Scriviamo da tradizioni politiche e intellettuali diverse. Questa differenza non è insignificante. Ci impedisce, infatti, di confinare Victor Serge in un’interpretazione parziale e di giudicarlo da un tribunale retrospettivo in cui ogni momento della sua vita prefigura il suo presunto anticomunismo finale. Che si provenga dall’anarchismo, dal trotskismo, dal socialismo rivoluzionario o da altre correnti della sinistra critica, una cosa dovrebbe rimanere comune: il rifiuto di trasformare una vita segnata da lotte, sconfitte e resistenze in un processo alle intenzioni.

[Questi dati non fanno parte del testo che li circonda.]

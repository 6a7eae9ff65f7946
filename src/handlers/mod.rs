pub mod calls;
pub mod config;

pub use calls::*;
pub use config::*;
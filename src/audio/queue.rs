//! # Bounded Frame Queue
//!
//! Single-producer/single-consumer buffer that decouples one transport's
//! receive loop from the other transport's send loop.
//!
//! ## Behaviour:
//! - **push** never blocks: at capacity the oldest entry is evicted and counted
//! - **pop** suspends the consumer until an entry arrives or the queue closes
//! - **close** wakes the consumer; after close, pushes are ignored and any
//!   entries still buffered are discarded (stale real-time audio is worthless)
//! - **close_after_drain** also refuses further pushes, but the consumer
//!   still receives what was buffered before `pop` reports the end
//!
//! The same type backs the per-direction relay queues, the operator feed and
//! every observer subscription, so all of them share one overflow policy.

use crate::audio::frame::AudioFrame;
use parking_lot::Mutex;
use std::collections::VecDeque;
use tokio::sync::Notify;

/// Queue of audio frames, one per relay direction.
pub type FrameQueue = BoundedQueue<AudioFrame>;

/// Result of a non-blocking push.
#[derive(Debug, Clone, Copy, PartialEq, Eq)]
pub enum PushOutcome {
    Accepted,
    /// Accepted after evicting the oldest entry.
    DroppedOldest,
    /// Queue already closed; the entry was discarded.
    Closed,
}

struct QueueInner<T> {
    items: VecDeque<T>,
    closed: bool,
    pushed: u64,
    dropped: u64,
}

/// Drop-oldest bounded FIFO with an async `pop`.
pub struct BoundedQueue<T> {
    inner: Mutex<QueueInner<T>>,
    notify: Notify,
    capacity: usize,
}

/// Counters exposed in session snapshots and the finalize event.
#[derive(Debug, Clone, Copy, Default, PartialEq, Eq, serde::Serialize)]
pub struct QueueStats {
    pub pushed: u64,
    pub dropped: u64,
    pub buffered: usize,
}

impl<T> BoundedQueue<T> {
    /// A capacity of zero is treated as one.
    pub fn new(capacity: usize) -> Self {
        let capacity = capacity.max(1);
        Self {
            inner: Mutex::new(QueueInner {
                items: VecDeque::with_capacity(capacity),
                closed: false,
                pushed: 0,
                dropped: 0,
            }),
            notify: Notify::new(),
            capacity,
        }
    }

    pub fn push(&self, item: T) -> PushOutcome {
        let outcome = {
            let mut inner = self.inner.lock();
            if inner.closed {
                return PushOutcome::Closed;
            }

            inner.pushed += 1;
            let outcome = if inner.items.len() >= self.capacity {
                inner.items.pop_front();
                inner.dropped += 1;
                PushOutcome::DroppedOldest
            } else {
                PushOutcome::Accepted
            };
            inner.items.push_back(item);
            outcome
        };

        // Single consumer: a stored permit is enough to avoid a lost wakeup.
        self.notify.notify_one();
        outcome
    }

    /// Wait for the next entry. Returns `None` once the queue is closed and
    /// nothing is left buffered.
    pub async fn pop(&self) -> Option<T> {
        loop {
            {
                let mut inner = self.inner.lock();
                if let Some(item) = inner.items.pop_front() {
                    return Some(item);
                }
                if inner.closed {
                    return None;
                }
            }
            self.notify.notified().await;
        }
    }

    /// Non-blocking variant of `pop`.
    pub fn try_pop(&self) -> Option<T> {
        self.inner.lock().items.pop_front()
    }

    /// Discard everything buffered, returning how many entries were flushed.
    /// Flushed entries are not counted as overflow drops.
    pub fn clear(&self) -> usize {
        let mut inner = self.inner.lock();
        let flushed = inner.items.len();
        inner.items.clear();
        flushed
    }

    pub fn close(&self) {
        self.shut(true);
    }

    /// Close without discarding: the consumer drains what is buffered first.
    pub fn close_after_drain(&self) {
        self.shut(false);
    }

    fn shut(&self, discard: bool) {
        {
            let mut inner = self.inner.lock();
            if discard {
                inner.items.clear();
            }
            if inner.closed {
                return;
            }
            inner.closed = true;
        }
        self.notify.notify_one();
    }

    pub fn is_closed(&self) -> bool {
        self.inner.lock().closed
    }

    pub fn len(&self) -> usize {
        self.inner.lock().items.len()
    }

    pub fn is_empty(&self) -> bool {
        self.inner.lock().items.is_empty()
    }

    pub fn capacity(&self) -> usize {
        self.capacity
    }

    pub fn stats(&self) -> QueueStats {
        let inner = self.inner.lock();
        QueueStats {
            pushed: inner.pushed,
            dropped: inner.dropped,
            buffered: inner.items.len(),
        }
    }
}
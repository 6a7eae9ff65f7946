//! # Call Transcript
//!
//! Append-only list of turns. Timestamps never go backwards: a turn stamped
//! earlier than its predecessor (clock skew between the adapters) is clamped
//! to the previous timestamp so consumers can rely on ordering.

use chrono::{DateTime, Utc};
use parking_lot::RwLock;
use serde::{Deserialize, Serialize};

#[derive(Debug, Clone, Copy, PartialEq, Eq, Serialize, Deserialize)]
#[serde(rename_all = "kebab-case")]
pub enum Speaker {
    Caller,
    Assistant,
    HumanAgent,
}

impl Speaker {
    pub fn as_str(&self) -> &'static str {
        match self {
            Speaker::Caller => "caller",
            Speaker::Assistant => "assistant",
            Speaker::HumanAgent => "human-agent",
        }
    }
}

#[derive(Debug, Clone, PartialEq, Serialize, Deserialize)]
pub struct TranscriptTurn {
    pub speaker: Speaker,
    pub text: String,
    pub timestamp: DateTime<Utc>,
}

/// Filler utterances the speech model reports for background noise.
const NOISE_PATTERNS: &[&str] = &[
    "thank you", "thanks", "bye", "okay", "ok", "yeah", "yes", "no", "um", "uh", "hmm", "mhm",
    "ah",
];
const MIN_TRANSCRIPT_LENGTH: usize = 3;
const MAX_NOISE_LENGTH: usize = 15;

/// Whether a transcript is worth recording.
///
/// Anything shorter than three characters is dropped. Short caller utterances
/// that are just a filler word are dropped too; assistant and operator text
/// is always kept.
pub fn is_meaningful(speaker: Speaker, text: &str) -> bool {
    let cleaned = text.trim().to_lowercase();
    if cleaned.chars().count() < MIN_TRANSCRIPT_LENGTH {
        return false;
    }
    if speaker != Speaker::Caller || cleaned.chars().count() > MAX_NOISE_LENGTH {
        return true;
    }

    !NOISE_PATTERNS.iter().any(|pattern| {
        cleaned == *pattern
            || cleaned.starts_with(&format!("{} ", pattern))
            || cleaned.ends_with(&format!(" {}", pattern))
    })
}

#[derive(Debug, Default)]
pub struct Transcript {
    turns: RwLock<Vec<TranscriptTurn>>,
}

impl Transcript {
    pub fn new() -> Self {
        Self::default()
    }

    /// Append a turn stamped now (clamped to stay monotonic).
    pub fn append(&self, speaker: Speaker, text: impl Into<String>) -> TranscriptTurn {
        self.append_at(speaker, text, Utc::now())
    }

    pub fn append_at(
        &self,
        speaker: Speaker,
        text: impl Into<String>,
        timestamp: DateTime<Utc>,
    ) -> TranscriptTurn {
        let mut turns = self.turns.write();
        let timestamp = match turns.last() {
            Some(last) if last.timestamp > timestamp => last.timestamp,
            _ => timestamp,
        };
        let turn = TranscriptTurn {
            speaker,
            text: text.into(),
            timestamp,
        };
        turns.push(turn.clone());
        turn
    }

    pub fn snapshot(&self) -> Vec<TranscriptTurn> {
        self.turns.read().clone()
    }

    pub fn len(&self) -> usize {
        self.turns.read().len()
    }

    pub fn is_empty(&self) -> bool {
        self.turns.read().is_empty()
    }
}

Eppure è proprio questo che Mitchell Abidor fa fin troppo spesso in Victor Serge: Unruly Revolutionary.
Il libro contiene materiale utile, a volte persino documenti importanti, e sarebbe assurdo negarlo. Il problema non è che sia severo con Serge. Ma il suo approccio interpretativo centrale ci appare profondamente viziato. Basandosi su mezze verità, psicologia poliziesca, omissioni e vere e proprie calunnie, Abidor getta dubbi sulla presunta mancanza di sincerità, ipocrisia o doppiezza di Serge. È in questo senso che parliamo di falsificazione: non perché tutto sia falso, ma perché un uso distorto di materiale reale produce un’immagine alterata di Victor Serge. La falsificazione non consiste sempre nell’inventare fatti; può consistere nel riorganizzarli in modo tale che non significhino più ciò che significavano nel loro contesto originale.
Il problema di Abidor non è solo politico, né tantomeno letterario: è anche personale. Dopo aver dedicato anni allo studio e alla traduzione delle opere di Serge, si sente ingannato, deluso, quasi tradito. Non crediamo che una buona biografia possa essere costruita sul risentimento. Si potrebbe pensare che quest’animosità derivi dall’adesione di Serge al Partito Bolscevico nel 1919, quando abbandonò l’anarchismo giovanile. Non è così.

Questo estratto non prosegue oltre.